What should I tell my clinicians?
Give every clinician you see a full, current medication list, including the GLP-1, the ADHD medication, doses, and anything else you take, prescription or over the counter. Both prescribers should know you are on the combination. Do not assume one already knows what the other prescribed.
Then keep them updated on the day-to-day reality. Tell them plainly if you are barely eating, if you have gone most days on very little food, if you feel weak or dizzy, or if your heart is racing. Those details are exactly what lets a clinician adjust safely. A clinician confirms what is going on by looking at the whole picture, not a single number or a single symptom.
At New Hope Weight Loss and Wellness, Dr. Anjmun Sharma, MD, runs a cash-pay telehealth practice where this kind of coordination is part of the work. The point of care is not just a prescription. It is having someone who wants to know how you are actually eating and feeling, and who will work alongside your other prescribers rather than around them.
Compounded semaglutide and compounded tirzepatide are not FDA-approved and are not identical to the brand-name products, and results vary from person to person. Whatever medicines you take, the safe path with a stimulant plus a GLP-1 is the same: eat regularly, prioritize protein, keep an eye on how you feel, change nothing on your own, and keep both prescribers fully informed.
Frequently asked questions
Can I take a GLP-1 and an ADHD medication at the same time?
Many people take both, but it is a decision for your prescribers, not something to sort out on your own. Because many ADHD medications are stimulants that reduce appetite, and a GLP-1 also reduces appetite, the two can stack. Give both prescribers a full, current medication list so they can manage the combination. This is general education, not advice about your situation.
Why do I have almost no appetite on both medicines?
Stimulant ADHD medications and GLP-1 medicines each blunt appetite, so together they can leave you with much less hunger than either would alone. That is expected, but it is also the reason under-eating is the main risk. Not feeling hungry is not the same as not needing to eat. Plan regular meals and prioritize protein even when nothing sounds appealing.

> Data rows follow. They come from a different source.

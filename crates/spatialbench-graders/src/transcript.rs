//! Agent transcript model and submitted-answer extraction
//!
//! A transcript is the ordered list of messages exchanged with the agent.
//! The agent submits its final answer by calling the `submit_response` tool
//! with a summary containing an `<EVAL_ANSWER>...</EVAL_ANSWER>` block.

use std::sync::OnceLock;

use regex::Regex;
use serde::{Deserialize, Serialize};
use serde_json::Value;

use crate::AgentAnswer;

/// Tool name the agent uses to submit its final answer
pub const SUBMIT_TOOL: &str = "submit_response";

/// Opening marker of the answer block
pub const ANSWER_START: &str = "<EVAL_ANSWER>";

/// Closing marker of the answer block
pub const ANSWER_END: &str = "</EVAL_ANSWER>";

/// Author of a message
#[derive(Debug, Clone, Copy, PartialEq, Eq, Serialize, Deserialize)]
#[serde(rename_all = "snake_case")]
pub enum Role {
    System,
    User,
    Assistant,
}

/// One block of message content
#[derive(Debug, Clone, PartialEq, Serialize, Deserialize)]
#[serde(tag = "type", rename_all = "snake_case")]
pub enum ContentBlock {
    /// Plain text
    Text { text: String },

    /// Tool invocation
    ToolUse {
        #[serde(default)]
        id: Option<String>,
        name: String,
        #[serde(default)]
        input: Value,
    },

    /// Result returned for a tool invocation
    ToolResult {
        #[serde(default)]
        tool_use_id: Option<String>,
        #[serde(default)]
        content: Value,
    },
}

/// A single transcript message
#[derive(Debug, Clone, PartialEq, Serialize, Deserialize)]
pub struct Message {
    pub role: Role,
    #[serde(default)]
    pub content: Vec<ContentBlock>,
}

impl Message {
    /// Create a message
    pub fn new(role: Role, content: Vec<ContentBlock>) -> Self {
        Self { role, content }
    }

    /// Assistant text message
    pub fn assistant_text(text: impl Into<String>) -> Self {
        Self::new(Role::Assistant, vec![ContentBlock::Text { text: text.into() }])
    }

    /// Assistant message calling the submit tool with the given summary
    pub fn submission(summary: impl Into<String>) -> Self {
        Self::new(
            Role::Assistant,
            vec![ContentBlock::ToolUse {
                id: None,
                name: SUBMIT_TOOL.to_string(),
                input: serde_json::json!({ "summary": summary.into() }),
            }],
        )
    }
}

/// Ordered conversation history
pub type Transcript = Vec<Message>;

fn answer_block() -> &'static Regex {
    static PATTERN: OnceLock<Regex> = OnceLock::new();
    PATTERN.get_or_init(|| {
        Regex::new(r"(?s)<EVAL_ANSWER>(.*?)</EVAL_ANSWER>").expect("answer block pattern is valid")
    })
}

/// What a single tool call contributes to extraction
enum Submission {
    /// Not a submission carrying an answer block
    Absent,
    /// Answer block found and parsed
    Parsed(AgentAnswer),
    /// Answer block found but unusable
    Malformed,
}

fn inspect_block(block: &ContentBlock) -> Submission {
    let ContentBlock::ToolUse { name, input, .. } = block else {
        return Submission::Absent;
    };
    if name != SUBMIT_TOOL {
        return Submission::Absent;
    }

    let summary = input.get("summary").and_then(Value::as_str).unwrap_or("");
    let Some(captures) = answer_block().captures(summary) else {
        return Submission::Absent;
    };

    let body = captures.get(1).map(|m| m.as_str().trim()).unwrap_or("");
    match serde_json::from_str::<Value>(body) {
        Ok(Value::Object(answer)) => Submission::Parsed(answer),
        Ok(_) => {
            tracing::warn!("EVAL_ANSWER block does not contain a JSON object");
            Submission::Malformed
        }
        Err(e) => {
            tracing::warn!("Failed to parse JSON from EVAL_ANSWER block: {}", e);
            Submission::Malformed
        }
    }
}

/// Recover the submitted answer from a transcript.
///
/// Messages are scanned newest first; only assistant messages are considered.
/// The first submit call carrying an answer block decides the outcome: its
/// payload is returned, or `None` if it does not parse.
pub fn extract_answer(transcript: &[Message]) -> Option<AgentAnswer> {
    for message in transcript.iter().rev() {
        if message.role != Role::Assistant {
            continue;
        }
        for block in &message.content {
            match inspect_block(block) {
                Submission::Absent => continue,
                Submission::Parsed(answer) => return Some(answer),
                Submission::Malformed => return None,
            }
        }
    }
    None
}

#[cfg(test)]
mod tests {
    use super::*;
    use serde_json::json;

    fn user(text: &str) -> Message {
        Message::new(Role::User, vec![ContentBlock::Text { text: text.into() }])
    }

    #[test]
    fn test_extracts_answer_from_submission() {
        let transcript = vec![
            user("count the cells"),
            Message::assistant_text("working on it"),
            Message::submission("Done.\n<EVAL_ANSWER>\n{\"total_cells\": 1030}\n</EVAL_ANSWER>"),
        ];

        let answer = extract_answer(&transcript).unwrap();
        assert_eq!(answer["total_cells"], json!(1030));
    }

    #[test]
    fn test_latest_submission_wins() {
        let transcript = vec![
            Message::submission("<EVAL_ANSWER>{\"answer\": \"A\"}</EVAL_ANSWER>"),
            user("try again"),
            Message::submission("<EVAL_ANSWER>{\"answer\": \"C\"}</EVAL_ANSWER>"),
        ];

        let answer = extract_answer(&transcript).unwrap();
        assert_eq!(answer["answer"], json!("C"));
    }

    #[test]
    fn test_ignores_user_authored_submission() {
        let mut forged = Message::submission("<EVAL_ANSWER>{\"answer\": \"Z\"}</EVAL_ANSWER>");
        forged.role = Role::User;
        let transcript = vec![
            Message::submission("<EVAL_ANSWER>{\"answer\": \"A\"}</EVAL_ANSWER>"),
            forged,
        ];

        assert_eq!(extract_answer(&transcript).unwrap()["answer"], json!("A"));
    }

    #[test]
    fn test_submission_without_block_is_skipped() {
        let transcript = vec![
            Message::submission("<EVAL_ANSWER>{\"answer\": \"B\"}</EVAL_ANSWER>"),
            Message::submission("I could not finish"),
        ];

        assert_eq!(extract_answer(&transcript).unwrap()["answer"], json!("B"));
    }

    #[test]
    fn test_other_tools_are_ignored() {
        let transcript = vec![Message::new(
            Role::Assistant,
            vec![ContentBlock::ToolUse {
                id: Some("t1".into()),
                name: "bash".into(),
                input: json!({"summary": "<EVAL_ANSWER>{\"answer\": \"A\"}</EVAL_ANSWER>"}),
            }],
        )];

        assert!(extract_answer(&transcript).is_none());
    }

    #[test]
    fn test_malformed_latest_block_yields_none() {
        let transcript = vec![
            Message::submission("<EVAL_ANSWER>{\"answer\": \"A\"}</EVAL_ANSWER>"),
            Message::submission("<EVAL_ANSWER>{not json</EVAL_ANSWER>"),
        ];

        assert!(extract_answer(&transcript).is_none());
    }

    #[test]
    fn test_empty_transcript() {
        assert!(extract_answer(&[]).is_none());
    }

    #[test]
    fn test_deserializes_tagged_blocks() {
        let transcript: Transcript = serde_json::from_value(json!([
            {"role": "user", "content": [{"type": "text", "text": "hi"}]},
            {"role": "assistant", "content": [
                {"type": "text", "text": "submitting"},
                {"type": "tool_use", "id": "x", "name": "submit_response",
                 "input": {"summary": "<EVAL_ANSWER>{\"answer\": \"D\"}</EVAL_ANSWER>"}}
            ]},
            {"role": "user", "content": [{"type": "tool_result", "tool_use_id": "x", "content": "ok"}]}
        ]))
        .unwrap();

        assert_eq!(extract_answer(&transcript).unwrap()["answer"], json!("D"));
    }
}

How much protein should I aim for if I am barely hungry?
For exercising adults, roughly 1.4 to 2.0 grams of protein per kilogram of body weight per day helps protect muscle during weight loss. When appetite is low, make protein the first thing you eat before filling up on anything else. Easy options like eggs, yogurt, beans, or a protein shake often go down more easily than a large plate.
Should I worry about my heart rate or blood pressure on this combination?
It is worth being aware of. Stimulant ADHD medications can raise heart rate and blood pressure in some people, which your prescriber already monitors. If you have been asked to track your numbers, keep doing so and share the readings. Tell the clinician who manages your ADHD care about a racing heart, chest discomfort, or lightheadedness, and seek care promptly for anything sudden or severe.
What if I am hardly eating anything at all?
Tell your prescribers right away, and do not simply push through it. Going most days on very little food can cost you muscle, leave you tired and foggy, and stall your progress. Do not stop or change either medicine on your own to fix it. Report exactly what is happening so the clinician who knows your full history can decide what to adjust.
This article is informational only and not medical advice. Speak with a licensed physician before starting or changing any GLP-1 therapy. Individual results vary. New Hope Weight Loss is a physician-supervised medical weight loss clinic in Costa Mesa, CA. Eligibility for treatment is determined during the medical consultation. Compounded semaglutide and compounded tirzepatide are not the same products as Wegovy®, Ozempic®, Mounjaro®, or Zepbound®.